> [Material supplied]
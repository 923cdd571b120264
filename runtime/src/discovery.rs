//! Channel Discovery
//!
//! Scans a snapshot of the state tree for run-time leaves and proposes them
//! as channels. Read-only: the output is handed to the controller.

use heartwire_core::SourceMeta;
use serde::{Deserialize, Serialize};
use serde_json::Value;
use std::fmt;

/// Accepted leaf names, compared case-insensitively.
pub const RUN_TIME_FIELDS: &[&str] = &["runtime", "runhours", "enginehours", "operatinghours"];

pub const UNKNOWN_SOURCE: &str = "unknown";

/// A candidate channel found in the state tree.
#[derive(Debug, Clone, PartialEq, Eq, Serialize, Deserialize)]
pub struct DiscoveredChannel {
    pub path: String,
    pub unit: String,
    pub source: String,
}

impl fmt::Display for DiscoveredChannel {
    fn fmt(&self, f: &mut fmt::Formatter<'_>) -> fmt::Result {
        write!(f, "{} [{}] from {}", self.path, self.unit, self.source)
    }
}

pub fn is_run_time_field(name: &str) -> bool {
    RUN_TIME_FIELDS.iter().any(|f| f.eq_ignore_ascii_case(name))
}

/// Find every run-time leaf under `subtree`, which is the node found at `root`.
///
/// An absent or non-object subtree yields no candidates.
pub fn discover(subtree: Option<&Value>, root: &str) -> Vec<DiscoveredChannel> {
    let Some(Value::Object(_)) = subtree else {
        tracing::debug!(root, "Discovery root absent or not an object");
        return Vec::new();
    };

    let mut found = Vec::new();
    if let Some(node) = subtree {
        walk(node, root, &mut found);
    }
    found.sort_by(|a, b| a.path.cmp(&b.path));

    for candidate in &found {
        tracing::debug!(
            path = %candidate.path,
            unit = %candidate.unit,
            source = %candidate.source,
            "Discovered channel"
        );
    }
    tracing::info!(root, count = found.len(), "Discovery finished");
    found
}

fn walk(node: &Value, prefix: &str, found: &mut Vec<DiscoveredChannel>) {
    let Value::Object(map) = node else {
        return;
    };

    for (key, child) in map {
        if key == "meta" || key.starts_with('$') {
            continue;
        }
        let path = format!("{prefix}.{key}");

        if is_run_time_field(key) && is_leaf(child) {
            found.push(DiscoveredChannel {
                unit: unit_of(key, child),
                source: source_of(child),
                path,
            });
        } else if child.is_object() && !is_leaf(child) {
            walk(child, &path, found);
        }
    }
}

fn is_leaf(node: &Value) -> bool {
    match node {
        Value::Object(map) => map.contains_key("value"),
        Value::Array(_) | Value::Null => false,
        _ => true,
    }
}

fn unit_of(field: &str, leaf: &Value) -> String {
    leaf.get("meta")
        .and_then(|meta| meta.get("units"))
        .and_then(Value::as_str)
        .map(str::to_string)
        .unwrap_or_else(|| {
            if field.to_ascii_lowercase().contains("hours") {
                "h".to_string()
            } else {
                "s".to_string()
            }
        })
}

fn source_of(leaf: &Value) -> String {
    if let Some(reference) = leaf.get("$source").and_then(Value::as_str) {
        if !reference.trim().is_empty() {
            return reference.trim().to_string();
        }
    }
    leaf.get("source")
        .and_then(|source| serde_json::from_value::<SourceMeta>(source.clone()).ok())
        .and_then(|meta| meta.identity())
        .unwrap_or_else(|| UNKNOWN_SOURCE.to_string())
}

#[cfg(test)]
mod tests {
    use super::*;
    use serde_json::json;

    #[test]
    fn test_discovers_matching_leaves() {
        let tree = json!({
            "port": {
                "runTime": {"value": 3600, "$source": "n2k.16", "meta": {"units": "s"}},
                "revolutions": {"value": 12.5}
            },
            "stbd": {
                "RUNHOURS": {"value": 100.5, "source": {"label": "vedirect"}}
            },
            "generator": {
                "engineHours": 42
            }
        });

        let found = discover(Some(&tree), "propulsion");
        assert_eq!(
            found,
            vec![
                DiscoveredChannel {
                    path: "propulsion.generator.engineHours".into(),
                    unit: "h".into(),
                    source: UNKNOWN_SOURCE.into(),
                },
                DiscoveredChannel {
                    path: "propulsion.port.runTime".into(),
                    unit: "s".into(),
                    source: "n2k.16".into(),
                },
                DiscoveredChannel {
                    path: "propulsion.stbd.RUNHOURS".into(),
                    unit: "h".into(),
                    source: "vedirect".into(),
                },
            ]
        );
    }

    #[test]
    fn test_absent_or_malformed_tree_is_empty() {
        assert!(discover(None, "propulsion").is_empty());
        assert!(discover(Some(&json!(17)), "propulsion").is_empty());
        assert!(discover(Some(&json!({"port": [1, 2]})), "propulsion").is_empty());
        assert!(discover(Some(&json!({"port": {"runTime": null}})), "propulsion").is_empty());
    }

    #[test]
    fn test_skips_meta_and_nested_non_matching() {
        let tree = json!({
            "port": {
                "meta": {"runTime": {"value": 1}},
                "transmission": {"gear": {"value": "forward"}},
                "deep": {"inner": {"operatingHours": {"value": 9}}}
            }
        });
        let found = discover(Some(&tree), "propulsion");
        assert_eq!(found.len(), 1);
        assert_eq!(found[0].path, "propulsion.port.deep.inner.operatingHours");
    }
}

> [Work order] The entries shown above should be copied out word for word.

> [Answer for this exercise]
repository 923cdd571b120264
filename runtime/src/discovery.rs
//! Channel Discovery
//!
//! Scans a snapshot of the state tree for run-time leaves and proposes them
//! as channels. Read-only: the output is handed to the controller.

use heartwire_core::SourceMeta;
use serde::{Deserialize, Serialize};
use serde_json::Value;
use std::fmt;

/// Accepted leaf names, compared case-insensitively.
pub const RUN_TIME_FIELDS: &[&str] = &["runtime", "runhours", "enginehours", "operatinghours"];

pub const UNKNOWN_SOURCE: &str = "unknown";

/// A candidate channel found in the state tree.
#[derive(Debug, Clone, PartialEq, Eq, Serialize, Deserialize)]
pub struct DiscoveredChannel {
    pub path: String,
    pub unit: String,
    pub source: String,
}

impl fmt::Display for DiscoveredChannel {
    fn fmt(&self, f: &mut fmt::Formatter<'_>) -> fmt::Result {
        write!(f, "{} [{}] from {}", self.path, self.unit, self.source)
    }
}

pub fn is_run_time_field(name: &str) -> bool {
    RUN_TIME_FIELDS.iter().any(|f| f.eq_ignore_ascii_case(name))
}

/// Find every run-time leaf under `subtree`, which is the node found at `root`.
///
/// An absent or non-object subtree yields no candidates.
pub fn discover(subtree: Option<&Value>, root: &str) -> Vec<DiscoveredChannel> {
    let Some(Value::Object(_)) = subtree else {
        tracing::debug!(root, "Discovery root absent or not an object");
        return Vec::new();
    };

    let mut found = Vec::new();
    if let Some(node) = subtree {
        walk(node, root, &mut found);
    }
    found.sort_by(|a, b| a.path.cmp(&b.path));

    for candidate in &found {
        tracing::debug!(
            path = %candidate.path,
            unit = %candidate.unit,
            source = %candidate.source,
            "Discovered channel"
        );
    }
    tracing::info!(root, count = found.len(), "Discovery finished");
    found
}

fn walk(node: &Value, prefix: &str, found: &mut Vec<DiscoveredChannel>) {
    let Value::Object(map) = node else {
        return;
    };

    for (key, child) in map {
        if key == "meta" || key.starts_with('$') {
            continue;
        }
        let path = format!("{prefix}.{key}");

        if is_run_time_field(key) && is_leaf(child) {
            found.push(DiscoveredChannel {
                unit: unit_of(key, child),
                source: source_of(child),
                path,
            });
        } else if child.is_object() && !is_leaf(child) {
            walk(child, &path, found);
        }
    }
}

fn is_leaf(node: &Value) -> bool {
    match node {
        Value::Object(map) => map.contains_key("value"),
        Value::Array(_) | Value::Null => false,
        _ => true,
    }
}

fn unit_of(field: &str, leaf: &Value) -> String {
    leaf.get("meta")
        .and_then(|meta| meta.get("units"))
        .and_then(Value::as_str)
        .map(str::to_string)
        .unwrap_or_else(|| {
            if field.to_ascii_lowercase().contains("hours") {
                "h".to_string()
            } else {
                "s".to_string()
            }
        })
}

fn source_of(leaf: &Value) -> String {
    if let Some(reference) = leaf.get("$source").and_then(Value::as_str) {
        if !reference.trim().is_empty() {
            return reference.trim().to_string();
        }
    }
    leaf.get("source")
        .and_then(|source| serde_json::from_value::<SourceMeta>(source.clone()).ok())
        .and_then(|meta| meta.identity())
        .unwrap_or_else(|| UNKNOWN_SOURCE.to_string())
}

#[cfg(test)]
mod tests {
    use super::*;
    use serde_json::json;

    #[test]
    fn test_discovers_matching_leaves() {
        let tree = json!({
            "port": {
                "runTime": {"value": 3600, "$source": "n2k.16", "meta": {"units": "s"}},
                "revolutions": {"value": 12.5}
            },
            "stbd": {
                "RUNHOURS": {"value": 100.5, "source": {"label": "vedirect"}}
            },
            "generator": {
                "engineHours": 42
            }
        });

        let found = discover(Some(&tree), "propulsion");
        assert_eq!(
            found,
            vec![
                DiscoveredChannel {
                    path: "propulsion.generator.engineHours".into(),
                    unit: "h".into(),
                    source: UNKNOWN_SOURCE.into(),
                },
                DiscoveredChannel {
                    path: "propulsion.port.runTime".into(),
                    unit: "s".into(),
                    source: "n2k.16".into(),
                },
                DiscoveredChannel {
                    path: "propulsion.stbd.RUNHOURS".into(),
                    unit: "h".into(),
                    source: "vedirect".into(),
                },
            ]
        );
    }

    #[test]
    fn test_absent_or_malformed_tree_is_empty() {
        assert!(discover(None, "propulsion").is_empty());
        assert!(discover(Some(&json!(17)), "propulsion").is_empty());
        assert!(discover(Some(&json!({"port": [1, 2]})), "propulsion").is_empty());
        assert!(discover(Some(&json!({"port": {"runTime": null}})), "propulsion").is_empty());
    }

    #[test]
    fn test_skips_meta_and_nested_non_matching() {
        let tree = json!({
            "port": {
                "meta": {"runTime": {"value": 1}},
                "transmission": {"gear": {"value": "forward"}},
                "deep": {"inner": {"operatingHours": {"value": 9}}}
            }
        });
        let found = discover(Some(&tree), "propulsion");
        assert_eq!(found.len(), 1);
        assert_eq!(found[0].path, "propulsion.port.deep.inner.operatingHours");
    }
}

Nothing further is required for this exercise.